▶ _TASK_
Your answer should consist of each line below that includes the word "contains".

▶ _DATA SECTION_

········

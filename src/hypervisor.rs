use async_trait::async_trait;
use std::collections::HashSet;
use std::sync::Mutex;
use uuid::Uuid;

/// Capability set the orchestrator needs from the hypervisor control plane
/// (spec §6). Abstracted as a trait, mirroring `bv::pal::Pal`'s
/// `VirtualMachine`/`create_vm` split, so the state machine can be unit
/// tested against a fake that deterministically fails at chosen phases
/// (spec §9).
#[async_trait]
pub trait HypervisorClient: Send + Sync {
    async fn create_vm(
        &self,
        vm_id: Uuid,
        kernel_args: &str,
        vcpu_count: u32,
        mem_size_mib: u32,
        ip: std::net::IpAddr,
    ) -> anyhow::Result<()>;
    async fn stop_vm(&self, vm_id: Uuid) -> anyhow::Result<()>;
    async fn pause_vm(&self, vm_id: Uuid) -> anyhow::Result<()>;
    async fn resume_vm(&self, vm_id: Uuid) -> anyhow::Result<()>;
    async fn create_snapshot(&self, vm_id: Uuid, path: &str) -> anyhow::Result<()>;
    async fn load_snapshot(&self, vm_id: Uuid, path: &str) -> anyhow::Result<()>;
    async fn offload(&self, vm_id: Uuid) -> anyhow::Result<()>;
}

/// Deterministic in-memory fake used by orchestrator unit tests. Can be
/// configured to fail on a named operation for exactly the VM ids in
/// `fail_on`, to exercise the reverse-order cleanup paths of spec §8
/// property 4.
#[derive(Default)]
pub struct FakeHypervisor {
    created: Mutex<HashSet<Uuid>>,
    fail_create: Mutex<HashSet<Uuid>>,
}

impl FakeHypervisor {
    pub fn new() -> Self {
        FakeHypervisor::default()
    }

    pub fn fail_create_for(&self, vm_id: Uuid) {
        self.fail_create.lock().unwrap().insert(vm_id);
    }

    pub fn is_created(&self, vm_id: Uuid) -> bool {
        self.created.lock().unwrap().contains(&vm_id)
    }
}

#[async_trait]
impl HypervisorClient for FakeHypervisor {
    async fn create_vm(
        &self,
        vm_id: Uuid,
        _kernel_args: &str,
        _vcpu_count: u32,
        _mem_size_mib: u32,
        _ip: std::net::IpAddr,
    ) -> anyhow::Result<()> {
        if self.fail_create.lock().unwrap().contains(&vm_id) {
            anyhow::bail!("fake hypervisor: injected create_vm failure for {vm_id}");
        }
        self.created.lock().unwrap().insert(vm_id);
        Ok(())
    }

    async fn stop_vm(&self, vm_id: Uuid) -> anyhow::Result<()> {
        self.created.lock().unwrap().remove(&vm_id);
        Ok(())
    }

    async fn pause_vm(&self, _vm_id: Uuid) -> anyhow::Result<()> {
        Ok(())
    }

    async fn resume_vm(&self, _vm_id: Uuid) -> anyhow::Result<()> {
        Ok(())
    }

    async fn create_snapshot(&self, _vm_id: Uuid, _path: &str) -> anyhow::Result<()> {
        Ok(())
    }

    async fn load_snapshot(&self, _vm_id: Uuid, _path: &str) -> anyhow::Result<()> {
        Ok(())
    }

    async fn offload(&self, vm_id: Uuid) -> anyhow::Result<()> {
        self.created.lock().unwrap().remove(&vm_id);
        Ok(())
    }
}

········

▶ _RESULT OF THIS EXERCISE_
        self.created.lock().unwrap().contains(&vm_id)
        if self.fail_create.lock().unwrap().contains(&vm_id) {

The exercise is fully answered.